Assume that we are interested to see whether student test scores for anatomy examinations are correlated with test scores for physiology. To keep the example simple, we will assume that there were only five (n = 5) students who sat for both examinations (see Table 18.1).
To provide a visual representation of the relationship between the two variables, we can plot the above data on a scattergram (also referred to as a scatterplot). A scattergram is a graph of the paired scores for each participant on the two variables. By convention, we call one of the variables x and the other one y. It is evident from Figure 18.1 that there is a positive relationship between the two variables. That is, students who have high scores for anatomy (variable X) tend to have high scores for physiology (variable Y). Also, for this set of data, we can fit a straight line in close approximation to the points on the scattergram. This line is referred to as a line of ‘best fit’. This topic is discussed further in statistics under ‘linear regression’. In general, a variety of relationships is possible between two variables; the scattergrams in Figure 18.2 illustrate some of these.
Figure 18.2 Scattergrams showing relationships between two variables: (A) positive linear correlation; (B) negative linear correlation; (C) non-linear correlation.
Figure 18.2A and B represent a linear correlation between the variables x and y. That is, a straight line is the most appropriate representation of the relationship between x and y. Figure 18.2C represents a non-linear correlation, where a curve best represents the relationship between x and y.

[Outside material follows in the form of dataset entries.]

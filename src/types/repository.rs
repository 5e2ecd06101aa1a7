//! Repositories.

use std::sync::Arc;

use serde::{Deserialize, Serialize};

use super::ids::RepositoryId;
use super::installation::Installation;
use super::timestamp::Timestamp;
use super::user::User;

/// A repository snapshot taken from a webhook payload.
///
/// `installation` is not part of the repository payload: it is the cached
/// installation the delivery was sent for, resolved at decode time.
#[derive(Debug, Clone, PartialEq, Serialize, Deserialize)]
pub struct Repository {
    pub id: RepositoryId,
    pub name: String,
    pub full_name: String,
    pub owner: User,
    #[serde(default)]
    pub node_id: Option<String>,
    #[serde(default)]
    pub private: bool,
    #[serde(default)]
    pub html_url: Option<String>,
    #[serde(default)]
    pub description: Option<String>,
    #[serde(default)]
    pub fork: bool,
    #[serde(default)]
    pub url: Option<String>,
    #[serde(default)]
    pub created_at: Timestamp,
    #[serde(default)]
    pub updated_at: Timestamp,
    #[serde(default)]
    pub pushed_at: Timestamp,
    #[serde(default)]
    pub git_url: Option<String>,
    #[serde(default)]
    pub ssh_url: Option<String>,
    #[serde(default)]
    pub clone_url: Option<String>,
    #[serde(default)]
    pub homepage: Option<String>,
    #[serde(default)]
    pub size: u64,
    #[serde(default)]
    pub stargazers_count: u64,
    #[serde(default)]
    pub watchers_count: u64,
    #[serde(default)]
    pub language: Option<String>,
    #[serde(default)]
    pub has_issues: bool,
    #[serde(default)]
    pub has_wiki: bool,
    #[serde(default)]
    pub forks_count: u64,
    #[serde(default)]
    pub archived: bool,
    #[serde(default)]
    pub disabled: bool,
    #[serde(default)]
    pub open_issues_count: u64,
    #[serde(default)]
    pub is_template: bool,
    #[serde(default)]
    pub topics: Vec<String>,
    #[serde(default)]
    pub visibility: Option<String>,
    #[serde(default)]
    pub default_branch: Option<String>,
    #[serde(skip)]
    pub installation: Option<Arc<Installation>>,
}

impl Repository {
    /// Returns the owner's login, e.g. `octocat` for `octocat/hello-world`.
    pub fn owner_login(&self) -> &str {
        &self.owner.login
    }

    /// Attaches the installation this repository was delivered under.
    pub fn with_installation(mut self, installation: Option<Arc<Installation>>) -> Self {
        self.installation = installation;
        self
    }
}
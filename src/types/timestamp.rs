//! Timestamps reported in GitHub payloads.
//!
//! Entity timestamps (`created_at`, `updated_at`, ...) are carried as the raw
//! value GitHub sent and are reported as unavailable when asked for a parsed
//! time. No parsing format is assumed; consumers that need a real instant can
//! parse [`Timestamp::raw`] themselves.

use chrono::{DateTime, Utc};
use serde::{Deserialize, Deserializer, Serialize, Serializer};

/// A timestamp field whose parsed value is unavailable.
#[derive(Debug, Clone, Default, PartialEq, Eq, Hash)]
pub struct Timestamp {
    raw: Option<String>,
}

impl Timestamp {
    /// Wraps a raw provider value.
    pub fn from_raw(raw: impl Into<String>) -> Self {
        Timestamp {
            raw: Some(raw.into()),
        }
    }

    /// A timestamp that was absent (or `null`) in the payload.
    pub fn missing() -> Self {
        Timestamp { raw: None }
    }

    /// The value exactly as GitHub sent it.
    pub fn raw(&self) -> Option<&str> {
        self.raw.as_deref()
    }

    /// The parsed instant. Always `None`: timestamps are not parsed.
    pub fn value(&self) -> Option<DateTime<Utc>> {
        None
    }

    /// Whether a parsed instant is available. Always `false`.
    pub fn is_available(&self) -> bool {
        self.value().is_some()
    }
}

/// GitHub sends ISO-8601 strings for most timestamps and epoch seconds for a
/// few (`pushed_at` inside push payloads). Both are kept verbatim.
#[derive(Deserialize)]
#[serde(untagged)]
enum RawTimestamp {
    Text(String),
    Epoch(i64),
}

impl<'de> Deserialize<'de> for Timestamp {
    fn deserialize<D: Deserializer<'de>>(deserializer: D) -> Result<Self, D::Error> {
        let raw = Option::<RawTimestamp>::deserialize(deserializer)?;
        Ok(Timestamp {
            raw: raw.map(|r| match r {
                RawTimestamp::Text(s) => s,
                RawTimestamp::Epoch(n) => n.to_string(),
            }),
        })
    }
}

impl Serialize for Timestamp {
    fn serialize<S: Serializer>(&self, serializer: S) -> Result<S::Ok, S::Error> {
        self.raw.serialize(serializer)
    }
}
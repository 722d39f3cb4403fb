//! Message dispatch
//!
//! Inbound messages are routed by [`MessageKind`] through a registry that is
//! built once when the node is created and never mutated afterwards.

use crate::network::error::P2pError;
use crate::network::message::{BlockResponse, Message, MessageKind};
use crate::network::node::{Node, NodeEvent};
use crate::network::peers::PeerHandle;
use futures::future::BoxFuture;
use futures::FutureExt;
use std::collections::HashMap;
use std::sync::Arc;

/// Most blocks returned for a single request
pub const MAX_BLOCKS_PER_RESPONSE: u32 = 128;

/// Handler entry point
pub type HandlerFunc = for<'a> fn(
    &'a Node,
    &'a Arc<dyn PeerHandle>,
    &'a Message,
) -> BoxFuture<'a, Result<(), P2pError>>;

/// An inbound message together with the peer it came from
#[derive(Clone)]
pub struct OnMessage {
    pub peer: Arc<dyn PeerHandle>,
    pub message: Message,
}

/// A handler bound to the message kind it processes
#[derive(Clone, Copy)]
pub struct Handler {
    pub kind: MessageKind,
    pub func: HandlerFunc,
}

/// Immutable kind → handler table
#[derive(Clone, Default)]
pub struct HandlerRegistry {
    handlers: HashMap<MessageKind, Handler>,
}

impl HandlerRegistry {
    /// Registry with no handlers
    pub fn empty() -> Self {
        Self::default()
    }

    /// Builder-style registration under `kind`.
    ///
    /// The handler is stored under `kind` even if it declares another kind;
    /// dispatch rejects such entries.
    pub fn with(mut self, kind: MessageKind, handler: Handler) -> Self {
        self.handlers.insert(kind, handler);
        self
    }

    pub fn get(&self, kind: MessageKind) -> Option<&Handler> {
        self.handlers.get(&kind)
    }

    pub fn len(&self) -> usize {
        self.handlers.len()
    }

    pub fn is_empty(&self) -> bool {
        self.handlers.is_empty()
    }

    /// Run the handler registered for the message's kind.
    ///
    /// The handler's own error is returned unchanged.
    pub async fn dispatch(
        &self,
        node: &Node,
        peer: &Arc<dyn PeerHandle>,
        message: &Message,
    ) -> Result<(), P2pError> {
        let kind = message.kind();
        let handler = self.get(kind).ok_or(P2pError::NoHandler(kind))?;

        if handler.kind != kind {
            return Err(P2pError::WrongHandler {
                registered: handler.kind,
                message: kind,
            });
        }

        log::debug!("Dispatching {:?} from {}", kind, peer.get_id());
        (handler.func)(node, peer, message).await
    }
}

/// Registry carrying a handler for every message kind
pub fn default_registry() -> HandlerRegistry {
    let entries: [(MessageKind, HandlerFunc); 5] = [
        (MessageKind::Status, handle_status),
        (MessageKind::BlockRequest, handle_block_request),
        (MessageKind::BlockResponse, forward_to_events),
        (MessageKind::BlockAnnounce, forward_to_events),
        (MessageKind::Transactions, forward_to_events),
    ];

    entries
        .into_iter()
        .fold(HandlerRegistry::empty(), |registry, (kind, func)| {
            registry.with(kind, Handler { kind, func })
        })
}

fn handle_status<'a>(
    _node: &'a Node,
    peer: &'a Arc<dyn PeerHandle>,
    message: &'a Message,
) -> BoxFuture<'a, Result<(), P2pError>> {
    async move {
        if let Message::Status(status) = message {
            log::debug!(
                "Peer {} at block #{} ({})",
                peer.get_id(),
                status.best_number,
                status.best_hash
            );
            peer.set_status(status.clone()).await;
        }
        Ok(())
    }
    .boxed()
}

fn handle_block_request<'a>(
    node: &'a Node,
    peer: &'a Arc<dyn PeerHandle>,
    message: &'a Message,
) -> BoxFuture<'a, Result<(), P2pError>> {
    async move {
        let Message::BlockRequest(req) = message else {
            return Ok(());
        };

        let max = req.max.min(MAX_BLOCKS_PER_RESPONSE);
        let blocks = node.chain().blocks(req.from, max).await;
        log::debug!(
            "Serving {} blocks from #{} to {}",
            blocks.len(),
            req.from,
            peer.get_id()
        );

        peer.send(Message::BlockResponse(BlockResponse { id: req.id, blocks }))
            .await
    }
    .boxed()
}

fn forward_to_events<'a>(
    node: &'a Node,
    peer: &'a Arc<dyn PeerHandle>,
    message: &'a Message,
) -> BoxFuture<'a, Result<(), P2pError>> {
    async move {
        node.emit(NodeEvent::Message {
            peer: peer.get_id(),
            message: message.clone(),
        });
        Ok(())
    }
    .boxed()
}

#[cfg(test)]
mod tests {
    use super::*;
    use crate::chain::MemoryChain;
    use crate::config::{ClientConfig, P2pConfig};
    use crate::network::dial_queue::tests::StubPeer;
    use crate::network::message::{BlockRequest, StatusMessage, PROTOCOL_VERSION};
    use std::sync::atomic::{AtomicUsize, Ordering};
    use tokio::sync::mpsc;
    use tokio_util::sync::CancellationToken;

    static STATUS_CALLS: AtomicUsize = AtomicUsize::new(0);

    fn counting<'a>(
        _node: &'a Node,
        _peer: &'a Arc<dyn PeerHandle>,
        message: &'a Message,
    ) -> BoxFuture<'a, Result<(), P2pError>> {
        async move {
            assert_eq!(message.kind(), MessageKind::Status);
            STATUS_CALLS.fetch_add(1, Ordering::SeqCst);
            Ok(())
        }
        .boxed()
    }

    fn failing<'a>(
        _node: &'a Node,
        _peer: &'a Arc<dyn PeerHandle>,
        _message: &'a Message,
    ) -> BoxFuture<'a, Result<(), P2pError>> {
        async move { Err(P2pError::Disconnected) }.boxed()
    }

    fn node() -> (Node, mpsc::Receiver<NodeEvent>) {
        let (tx, rx) = mpsc::channel(16);
        let node = Node::new(
            CancellationToken::new(),
            tx,
            Some(ClientConfig::with_p2p(P2pConfig::generate())),
            Some(Arc::new(MemoryChain::new())),
        )
        .unwrap();
        (node, rx)
    }

    fn status() -> Message {
        Message::Status(StatusMessage {
            version: PROTOCOL_VERSION,
            best_number: 42,
            best_hash: "ab".into(),
            genesis_hash: "00".into(),
        })
    }

    #[tokio::test]
    async fn test_dispatch_runs_handler_once() {
        let (node, _rx) = node();
        let peer: Arc<dyn PeerHandle> = StubPeer::new();
        let registry = HandlerRegistry::empty().with(
            MessageKind::Status,
            Handler {
                kind: MessageKind::Status,
                func: counting,
            },
        );

        let before = STATUS_CALLS.load(Ordering::SeqCst);
        registry.dispatch(&node, &peer, &status()).await.unwrap();
        assert_eq!(STATUS_CALLS.load(Ordering::SeqCst), before + 1);
    }

    #[tokio::test]
    async fn test_dispatch_unregistered_kind() {
        let (node, _rx) = node();
        let peer: Arc<dyn PeerHandle> = StubPeer::new();
        let registry = HandlerRegistry::empty();

        assert!(matches!(
            registry.dispatch(&node, &peer, &status()).await,
            Err(P2pError::NoHandler(MessageKind::Status))
        ));
    }

    #[tokio::test]
    async fn test_dispatch_wrong_handler() {
        let (node, _rx) = node();
        let peer: Arc<dyn PeerHandle> = StubPeer::new();
        let registry = HandlerRegistry::empty().with(
            MessageKind::Status,
            Handler {
                kind: MessageKind::Transactions,
                func: failing,
            },
        );

        assert!(matches!(
            registry.dispatch(&node, &peer, &status()).await,
            Err(P2pError::WrongHandler {
                registered: MessageKind::Transactions,
                message: MessageKind::Status,
            })
        ));
    }

    #[tokio::test]
    async fn test_handler_error_propagates() {
        let (node, _rx) = node();
        let peer: Arc<dyn PeerHandle> = StubPeer::new();
        let registry = HandlerRegistry::empty().with(
            MessageKind::Transactions,
            Handler {
                kind: MessageKind::Transactions,
                func: failing,
            },
        );

        assert!(matches!(
            registry
                .dispatch(&node, &peer, &Message::Transactions(vec![]))
                .await,
            Err(P2pError::Disconnected)
        ));
    }

    #[test]
    fn test_default_registry_is_complete() {
        let registry = default_registry();
        assert_eq!(registry.len(), MessageKind::ALL.len());
        for kind in MessageKind::ALL {
            assert_eq!(registry.get(kind).map(|h| h.kind), Some(kind));
        }
    }

    #[tokio::test]
    async fn test_status_recorded_on_peer() {
        let (node, _rx) = node();
        let stub = StubPeer::new();
        let peer: Arc<dyn PeerHandle> = stub.clone();

        default_registry()
            .dispatch(&node, &peer, &status())
            .await
            .unwrap();
        assert_eq!(stub.status().await.map(|s| s.best_number), Some(42));
    }

    #[tokio::test]
    async fn test_block_request_answered() {
        let (node, _rx) = node();
        let stub = StubPeer::new();
        let peer: Arc<dyn PeerHandle> = stub.clone();
        let msg = Message::BlockRequest(BlockRequest {
            id: 3,
            from: 0,
            max: 10,
        });

        default_registry().dispatch(&node, &peer, &msg).await.unwrap();
        assert_eq!(stub.sent.load(Ordering::SeqCst), 1);
    }

    #[tokio::test]
    async fn test_forwarded_to_events() {
        let (node, mut rx) = node();
        let peer: Arc<dyn PeerHandle> = StubPeer::new();
        let msg = Message::Transactions(vec![vec![7]]);

        default_registry().dispatch(&node, &peer, &msg).await.unwrap();
        match rx.recv().await {
            Some(NodeEvent::Message { peer: from, message }) => {
                assert_eq!(from, peer.get_id());
                assert_eq!(message, msg);
            }
            other => panic!("unexpected event: {:?}", other),
        }
    }
}
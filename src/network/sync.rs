//! Chain synchronization with peers
//!
//! The node asks the sync component to request blocks from every known peer
//! on a fixed interval. Responses come back through the message handlers.

use crate::chain::ChainService;
use crate::network::error::P2pError;
use crate::network::message::{BlockRequest, Message};
use crate::network::peers::PeerHandle;
use async_trait::async_trait;
use std::sync::atomic::{AtomicU64, Ordering};
use std::sync::Arc;

/// Block synchronization collaborator
#[async_trait]
pub trait BlockSync: Send + Sync {
    /// Ask `peer` for the blocks following our best block
    async fn request_blocks(&self, peer: &Arc<dyn PeerHandle>) -> Result<(), P2pError>;
}

/// Requests batches of blocks past the local best block
pub struct ChainSync {
    chain: Arc<dyn ChainService>,
    batch_size: u32,
    next_id: AtomicU64,
}

impl ChainSync {
    pub fn new(chain: Arc<dyn ChainService>, batch_size: u32) -> Self {
        Self {
            chain,
            batch_size: batch_size.max(1),
            next_id: AtomicU64::new(1),
        }
    }
}

#[async_trait]
impl BlockSync for ChainSync {
    async fn request_blocks(&self, peer: &Arc<dyn PeerHandle>) -> Result<(), P2pError> {
        if !peer.is_writable().await? {
            return Err(P2pError::NotWritable(peer.get_id()));
        }

        let our_best = self.chain.best_number().await;

        // Skip peers that told us they are not ahead
        if let Some(status) = peer.status().await {
            if status.best_number <= our_best {
                log::debug!(
                    "Peer {} not ahead ({} vs {}), skipping",
                    peer.get_id(),
                    status.best_number,
                    our_best
                );
                return Ok(());
            }
        }

        let id = self.next_id.fetch_add(1, Ordering::Relaxed);
        log::debug!(
            "Requesting {} blocks from #{} from {}",
            self.batch_size,
            our_best + 1,
            peer.get_id()
        );

        peer.send(Message::BlockRequest(BlockRequest {
            id,
            from: our_best + 1,
            max: self.batch_size,
        }))
        .await
    }
}

#[cfg(test)]
mod tests {
    use super::*;
    use crate::chain::MemoryChain;
    use crate::network::dial_queue::tests::StubPeer;
    use crate::network::message::{StatusMessage, PROTOCOL_VERSION};
    use std::sync::atomic::Ordering;

    fn sync() -> ChainSync {
        ChainSync::new(Arc::new(MemoryChain::new()), 16)
    }

    #[tokio::test]
    async fn test_requires_writable_peer() {
        let peer: Arc<dyn PeerHandle> = StubPeer::new();
        assert!(matches!(
            sync().request_blocks(&peer).await,
            Err(P2pError::NotWritable(_))
        ));
    }

    #[tokio::test]
    async fn test_sends_request() {
        let stub = StubPeer::new();
        stub.writable.store(true, Ordering::SeqCst);
        let peer: Arc<dyn PeerHandle> = stub.clone();

        sync().request_blocks(&peer).await.unwrap();
        assert_eq!(stub.sent.load(Ordering::SeqCst), 1);
    }

    #[tokio::test]
    async fn test_skips_peer_behind() {
        let stub = StubPeer::new();
        stub.writable.store(true, Ordering::SeqCst);
        let peer: Arc<dyn PeerHandle> = stub.clone();
        peer.set_status(StatusMessage {
            version: PROTOCOL_VERSION,
            best_number: 0,
            best_hash: String::new(),
            genesis_hash: String::new(),
        })
        .await;

        sync().request_blocks(&peer).await.unwrap();
        assert_eq!(stub.sent.load(Ordering::SeqCst), 0);
    }
}
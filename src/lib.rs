//! Chain-P2P: the peer-to-peer networking layer of a blockchain node
//!
//! This crate provides:
//! - Node identity from secp256k1 keys
//! - Peer discovery, registration and redial with backoff
//! - Protocol stream dispatch to typed message handlers
//! - Ping/pong liveness checks
//! - Periodic block requests to known peers
//!
//! # Example
//!
//! ```rust,no_run
//! use chain_p2p::chain::{ChainService, MemoryChain};
//! use chain_p2p::config::{ClientConfig, P2pConfig};
//! use chain_p2p::network::Node;
//! use std::sync::Arc;
//! use tokio::sync::mpsc;
//! use tokio_util::sync::CancellationToken;
//!
//! # async fn run() -> Result<(), chain_p2p::network::P2pError> {
//! let (events, _rx) = mpsc::channel(64);
//! let chain: Arc<dyn ChainService> = Arc::new(MemoryChain::new());
//! let cfg = ClientConfig::with_p2p(P2pConfig::generate());
//!
//! let node = Node::new(CancellationToken::new(), events, Some(cfg), Some(chain))?;
//! node.start().await?;
//! println!("Peers: {}", node.get_num_peers().await?);
//! node.stop()?;
//! # Ok(())
//! # }
//! ```

pub mod chain;
pub mod config;
pub mod crypto;
pub mod network;

// Re-export commonly used types
pub use chain::{ChainService, MemoryChain};
pub use config::{ClientConfig, P2pConfig};
pub use crypto::{KeyPair, PeerId};
pub use network::{Node, NodeEvent, NodeStatus, P2pError};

Figure 18.2A represents a positive correlation, indicating that high scores on x are related to high scores on y. For example, the relationship between cigarette smoking and lung damage is a positive correlation. Figure 18.2B represents a negative correlation, where high scores on x are associated with low scores on y. For example, the correlation between the variables ‘being overweight’ and ‘life expectancy’ is negative, meaning that the more you are overweight, the lower your life expectancy.
Correlation coefficients
Selection of correlation coefficients
There are several types of correlation coefficients used in statistical analysis. Table 18.2 shows some of these correlation coefficients, and the conditions under which they are used. As the table indicates, the scale of measurements used determines the selection of the appropriate correlation coefficient.
Table 18.2
Coefficient | Conditions where appropriate |
φ (phi) | Both x and y measures on a nominal scale |
ρ (rho) | Both x and y measures on, or transformed to, ordinal scales |
r | Both x and y measures on an interval or ratio scale |
All of the correlation coefficients shown in Table 18.2 are appropriate for quantifying linear relationships between variables. There are other correlation coefficients, such as η (eta) which are used for quantifying non-linear relationships. However, the discussion of the use and calculation of all the correlation coefficients is beyond the scope of this text. Rather, we will examine only the commonly used Pearson’s r, and Spearman’s ρ (rho).
1. Correlation coefficients are calculated from pairs of measurements on variables x and y for the same group of individuals.
2. A positive correlation is denoted by + and a negative correlation by −.
3. The values of the correlation coefficient range from +1 to −1, where +1 means a perfect positive correlation, 0 means no correlation, and −1 a perfect negative correlation.
4. The square of the correlation coefficient represents the coefficient of determination.